• **WORK INSTRUCTION**
Below are entries; work out how many of their lines include the string "poller", and reply with the number only.

[[ EXCERPTED RECORDS, beginning ]]

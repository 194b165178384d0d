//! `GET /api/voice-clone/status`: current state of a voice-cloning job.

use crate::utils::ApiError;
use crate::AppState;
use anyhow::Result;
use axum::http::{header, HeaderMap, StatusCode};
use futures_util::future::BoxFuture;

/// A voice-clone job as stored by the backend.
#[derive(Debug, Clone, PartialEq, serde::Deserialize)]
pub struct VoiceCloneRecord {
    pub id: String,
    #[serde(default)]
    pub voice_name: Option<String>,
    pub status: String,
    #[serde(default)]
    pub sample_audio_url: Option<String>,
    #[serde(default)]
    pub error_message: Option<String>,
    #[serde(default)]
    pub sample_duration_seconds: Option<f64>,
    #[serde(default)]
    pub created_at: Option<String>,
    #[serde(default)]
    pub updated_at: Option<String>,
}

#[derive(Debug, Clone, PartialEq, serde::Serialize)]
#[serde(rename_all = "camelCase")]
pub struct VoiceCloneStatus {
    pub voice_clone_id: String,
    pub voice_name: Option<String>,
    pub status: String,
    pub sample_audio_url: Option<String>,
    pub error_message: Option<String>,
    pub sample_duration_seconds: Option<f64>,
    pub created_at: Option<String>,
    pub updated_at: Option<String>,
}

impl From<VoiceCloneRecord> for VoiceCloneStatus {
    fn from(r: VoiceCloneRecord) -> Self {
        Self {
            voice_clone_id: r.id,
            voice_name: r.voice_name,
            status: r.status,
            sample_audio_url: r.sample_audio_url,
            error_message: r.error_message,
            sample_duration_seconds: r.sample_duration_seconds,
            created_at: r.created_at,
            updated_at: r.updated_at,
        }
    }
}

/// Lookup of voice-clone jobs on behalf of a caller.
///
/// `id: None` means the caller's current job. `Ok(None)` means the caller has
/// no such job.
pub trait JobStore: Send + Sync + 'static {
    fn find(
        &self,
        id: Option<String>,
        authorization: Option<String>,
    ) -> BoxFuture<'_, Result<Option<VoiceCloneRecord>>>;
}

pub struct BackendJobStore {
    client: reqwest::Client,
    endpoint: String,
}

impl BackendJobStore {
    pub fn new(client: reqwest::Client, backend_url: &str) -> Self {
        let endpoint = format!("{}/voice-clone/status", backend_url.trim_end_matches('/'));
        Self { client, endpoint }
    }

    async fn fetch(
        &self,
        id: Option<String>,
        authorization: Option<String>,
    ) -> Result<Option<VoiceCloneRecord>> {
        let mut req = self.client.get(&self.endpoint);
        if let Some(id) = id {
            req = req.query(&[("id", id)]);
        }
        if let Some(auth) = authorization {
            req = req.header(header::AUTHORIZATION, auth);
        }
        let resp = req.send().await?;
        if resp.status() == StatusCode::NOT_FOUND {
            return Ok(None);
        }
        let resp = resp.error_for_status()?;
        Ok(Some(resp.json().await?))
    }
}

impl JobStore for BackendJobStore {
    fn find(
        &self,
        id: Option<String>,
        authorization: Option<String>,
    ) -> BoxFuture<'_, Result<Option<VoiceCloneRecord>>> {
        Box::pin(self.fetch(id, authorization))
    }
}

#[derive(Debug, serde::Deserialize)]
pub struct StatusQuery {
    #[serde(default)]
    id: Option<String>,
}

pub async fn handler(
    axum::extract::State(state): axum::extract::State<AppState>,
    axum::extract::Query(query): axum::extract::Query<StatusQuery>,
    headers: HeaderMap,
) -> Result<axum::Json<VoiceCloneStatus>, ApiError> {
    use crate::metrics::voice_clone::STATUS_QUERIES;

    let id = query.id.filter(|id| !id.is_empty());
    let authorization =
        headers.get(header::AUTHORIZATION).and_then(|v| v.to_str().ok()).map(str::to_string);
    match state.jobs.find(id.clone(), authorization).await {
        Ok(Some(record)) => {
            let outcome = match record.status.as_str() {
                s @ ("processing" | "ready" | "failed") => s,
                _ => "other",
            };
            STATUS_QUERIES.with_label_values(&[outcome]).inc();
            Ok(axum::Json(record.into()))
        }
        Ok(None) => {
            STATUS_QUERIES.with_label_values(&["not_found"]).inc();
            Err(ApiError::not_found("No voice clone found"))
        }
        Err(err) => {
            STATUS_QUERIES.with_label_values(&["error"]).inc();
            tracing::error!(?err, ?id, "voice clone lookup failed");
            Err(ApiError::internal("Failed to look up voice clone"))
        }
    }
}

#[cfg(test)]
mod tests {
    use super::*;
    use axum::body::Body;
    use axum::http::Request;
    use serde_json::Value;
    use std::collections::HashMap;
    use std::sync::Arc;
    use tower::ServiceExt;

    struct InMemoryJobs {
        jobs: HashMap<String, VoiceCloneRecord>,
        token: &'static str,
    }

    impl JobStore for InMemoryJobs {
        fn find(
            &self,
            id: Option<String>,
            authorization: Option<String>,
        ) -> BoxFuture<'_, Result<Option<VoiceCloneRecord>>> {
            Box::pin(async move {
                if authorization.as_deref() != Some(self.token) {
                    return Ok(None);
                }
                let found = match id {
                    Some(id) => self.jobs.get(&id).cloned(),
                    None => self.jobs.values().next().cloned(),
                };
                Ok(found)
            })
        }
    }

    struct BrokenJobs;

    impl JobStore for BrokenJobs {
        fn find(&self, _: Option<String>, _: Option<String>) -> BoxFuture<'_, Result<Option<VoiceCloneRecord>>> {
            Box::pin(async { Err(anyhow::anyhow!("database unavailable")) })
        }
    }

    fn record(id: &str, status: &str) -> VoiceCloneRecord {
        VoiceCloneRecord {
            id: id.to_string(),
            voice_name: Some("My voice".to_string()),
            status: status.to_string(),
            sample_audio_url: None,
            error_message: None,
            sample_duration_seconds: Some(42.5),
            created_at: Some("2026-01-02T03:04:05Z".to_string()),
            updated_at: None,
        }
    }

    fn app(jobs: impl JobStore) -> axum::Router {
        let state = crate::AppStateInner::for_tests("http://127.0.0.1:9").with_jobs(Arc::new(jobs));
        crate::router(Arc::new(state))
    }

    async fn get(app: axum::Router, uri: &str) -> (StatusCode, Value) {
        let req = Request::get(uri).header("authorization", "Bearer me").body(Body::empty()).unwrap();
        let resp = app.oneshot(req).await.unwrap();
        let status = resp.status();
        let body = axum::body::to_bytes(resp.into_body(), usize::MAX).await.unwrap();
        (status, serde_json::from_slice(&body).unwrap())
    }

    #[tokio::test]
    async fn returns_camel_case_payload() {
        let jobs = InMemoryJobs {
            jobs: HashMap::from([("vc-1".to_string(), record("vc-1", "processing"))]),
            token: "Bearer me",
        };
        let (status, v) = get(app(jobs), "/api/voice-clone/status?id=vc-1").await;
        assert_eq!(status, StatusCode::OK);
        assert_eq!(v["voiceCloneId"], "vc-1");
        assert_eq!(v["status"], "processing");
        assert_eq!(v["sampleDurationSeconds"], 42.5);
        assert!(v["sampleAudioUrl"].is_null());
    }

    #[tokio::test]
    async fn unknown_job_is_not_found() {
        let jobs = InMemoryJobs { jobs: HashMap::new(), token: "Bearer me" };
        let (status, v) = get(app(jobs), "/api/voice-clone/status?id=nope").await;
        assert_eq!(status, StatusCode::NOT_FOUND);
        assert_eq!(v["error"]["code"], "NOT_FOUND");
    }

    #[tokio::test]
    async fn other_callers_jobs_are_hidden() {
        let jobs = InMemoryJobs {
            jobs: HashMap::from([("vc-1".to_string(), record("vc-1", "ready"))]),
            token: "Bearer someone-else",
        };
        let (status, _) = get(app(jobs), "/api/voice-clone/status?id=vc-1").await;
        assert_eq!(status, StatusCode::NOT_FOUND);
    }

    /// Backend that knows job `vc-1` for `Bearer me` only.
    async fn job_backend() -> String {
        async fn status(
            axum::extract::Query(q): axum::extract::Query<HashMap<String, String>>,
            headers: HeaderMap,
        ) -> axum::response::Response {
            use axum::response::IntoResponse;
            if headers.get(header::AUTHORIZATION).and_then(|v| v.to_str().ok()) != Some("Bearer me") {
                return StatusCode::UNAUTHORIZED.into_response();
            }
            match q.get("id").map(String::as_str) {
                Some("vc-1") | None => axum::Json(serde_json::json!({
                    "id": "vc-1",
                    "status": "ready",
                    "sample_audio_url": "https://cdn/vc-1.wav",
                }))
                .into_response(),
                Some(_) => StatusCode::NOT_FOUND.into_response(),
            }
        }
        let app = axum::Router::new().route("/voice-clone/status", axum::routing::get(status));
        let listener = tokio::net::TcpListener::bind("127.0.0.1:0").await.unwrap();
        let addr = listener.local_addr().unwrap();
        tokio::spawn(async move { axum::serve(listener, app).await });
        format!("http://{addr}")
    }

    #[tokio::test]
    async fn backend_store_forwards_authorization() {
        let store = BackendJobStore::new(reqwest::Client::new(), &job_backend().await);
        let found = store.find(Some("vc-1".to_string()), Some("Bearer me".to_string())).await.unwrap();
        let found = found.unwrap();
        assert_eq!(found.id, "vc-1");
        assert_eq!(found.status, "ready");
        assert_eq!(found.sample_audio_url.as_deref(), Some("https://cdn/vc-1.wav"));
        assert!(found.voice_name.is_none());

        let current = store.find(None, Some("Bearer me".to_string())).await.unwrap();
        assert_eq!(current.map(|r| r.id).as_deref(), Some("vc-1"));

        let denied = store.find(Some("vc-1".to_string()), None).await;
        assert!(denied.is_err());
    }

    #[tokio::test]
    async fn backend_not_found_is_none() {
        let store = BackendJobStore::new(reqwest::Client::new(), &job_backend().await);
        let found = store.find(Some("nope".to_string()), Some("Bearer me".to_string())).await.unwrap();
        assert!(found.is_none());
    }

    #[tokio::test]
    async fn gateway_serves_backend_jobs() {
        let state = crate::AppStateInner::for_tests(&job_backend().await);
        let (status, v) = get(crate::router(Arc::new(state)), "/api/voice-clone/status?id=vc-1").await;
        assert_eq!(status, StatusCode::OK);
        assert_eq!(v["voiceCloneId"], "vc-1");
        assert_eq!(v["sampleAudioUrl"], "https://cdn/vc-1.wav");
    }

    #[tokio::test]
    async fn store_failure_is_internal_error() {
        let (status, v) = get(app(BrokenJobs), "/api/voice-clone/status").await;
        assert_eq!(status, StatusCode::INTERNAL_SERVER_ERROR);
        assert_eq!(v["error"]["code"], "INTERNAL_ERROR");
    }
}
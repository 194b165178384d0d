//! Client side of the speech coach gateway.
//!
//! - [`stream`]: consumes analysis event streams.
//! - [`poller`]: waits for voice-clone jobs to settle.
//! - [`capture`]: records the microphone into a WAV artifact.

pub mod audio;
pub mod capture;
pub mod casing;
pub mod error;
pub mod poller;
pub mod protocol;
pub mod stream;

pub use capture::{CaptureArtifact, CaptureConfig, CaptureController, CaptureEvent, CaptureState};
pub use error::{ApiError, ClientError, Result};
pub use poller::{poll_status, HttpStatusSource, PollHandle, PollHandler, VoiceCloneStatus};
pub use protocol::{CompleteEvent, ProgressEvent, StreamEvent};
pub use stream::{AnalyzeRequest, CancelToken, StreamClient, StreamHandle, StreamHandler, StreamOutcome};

[[ EXCERPTED RECORDS, end ]]

• **FINISHED EXERCISE**
3